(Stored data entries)
//! Housing strategy simulator CLI
//!
//! Runs one scenario and prints IRR / net worth per strategy, optionally
//! writing the chart series as CSV or the full result as JSON.

use anyhow::{Context, Result};
use clap::Parser;
use housing_sim::params::load_scenario_json;
use housing_sim::{ScenarioParameters, ScenarioRunner, SimulationResult};
use std::fs;
use std::path::{Path, PathBuf};

#[derive(Debug, Parser)]
#[command(name = "housing-sim", version, about = "Compare buying, renting and rental investment over a long horizon")]
struct Args {
    /// Scenario JSON file; built-in reference scenario when omitted
    #[arg(long)]
    params: Option<PathBuf>,

    /// Override the horizon in years
    #[arg(long)]
    horizon: Option<u32>,

    /// Print the full result as JSON instead of the summary table
    #[arg(long)]
    json: bool,

    /// Write net_worth.csv and cumulative_outflows.csv into this directory
    #[arg(long)]
    output_dir: Option<PathBuf>,
}

fn main() -> Result<()> {
    env_logger::init();
    let args = Args::parse();

    let params = match &args.params {
        Some(path) => load_scenario_json(path)
            .with_context(|| format!("loading scenario from {}", path.display()))?,
        None => ScenarioParameters::default(),
    };

    let runner = match args.horizon {
        Some(years) => ScenarioRunner::new().with_horizon(years),
        None => ScenarioRunner::new(),
    };
    let result = runner.run(&params)?;

    if let Some(dir) = &args.output_dir {
        write_chart_series(dir, &result)?;
    }

    if args.json {
        println!("{}", serde_json::to_string_pretty(&result)?);
        return Ok(());
    }

    print_summary(&result);
    Ok(())
}

fn print_summary(result: &SimulationResult) {
    println!("Housing strategy comparison over {} years", result.horizon_years);
    match result.reference_effort {
        Some(effort) => println!("Reference monthly effort: {:.2}\n", effort),
        None => println!("Reference monthly effort: none\n"),
    }

    println!("{:<26} {:>10} {:>16} {:>16}", "Strategy", "IRR", "Net worth", "Total outflows");
    println!("{}", "-".repeat(71));

    for row in result.summary() {
        let irr = row
            .irr_pct
            .map(|pct| format!("{:.2} %", pct))
            .unwrap_or_else(|| "undefined".to_string());
        println!(
            "{:<26} {:>10} {:>16.0} {:>16.0}",
            row.strategy, irr, row.terminal_net_worth, row.total_outflows
        );
    }
}

fn write_chart_series(dir: &Path, result: &SimulationResult) -> Result<()> {
    fs::create_dir_all(dir).with_context(|| format!("creating {}", dir.display()))?;

    let labels: Vec<&str> = result.strategies.iter().map(|o| o.strategy.label()).collect();

    let path = dir.join("net_worth.csv");
    let mut writer = csv::Writer::from_path(&path)
        .with_context(|| format!("creating {}", path.display()))?;
    let mut header = vec!["Month", "Years"];
    header.extend(&labels);
    writer.write_record(&header)?;
    for (month, years) in result.time_years.iter().enumerate() {
        let mut record = vec![month.to_string(), format!("{:.4}", years)];
        record.extend(result.strategies.iter().map(|o| format!("{:.2}", o.net_worth[month])));
        writer.write_record(&record)?;
    }
    writer.flush()?;

    let path = dir.join("cumulative_outflows.csv");
    let mut writer = csv::Writer::from_path(&path)
        .with_context(|| format!("creating {}", path.display()))?;
    let mut header = vec!["Year"];
    header.extend(&labels);
    writer.write_record(&header)?;
    for year in 0..=result.horizon_years as usize {
        let mut record = vec![year.to_string()];
        record.extend(
            result
                .strategies
                .iter()
                .map(|o| format!("{:.2}", o.cumulative_outflows[year])),
        );
        writer.write_record(&record)?;
    }
    writer.flush()?;

    log::info!("Chart series written to {}", dir.display());
    Ok(())
}

#[cfg(test)]
mod tests {
    use super::*;
    use clap::CommandFactory;

    #[test]
    fn test_command_name_matches_binary() {
        assert_eq!(Args::command().get_name(), env!("CARGO_BIN_NAME"));
    }
}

> What the task asks
How many lines in the records above contain the word "full"? Answer with the number alone.

> Task result
2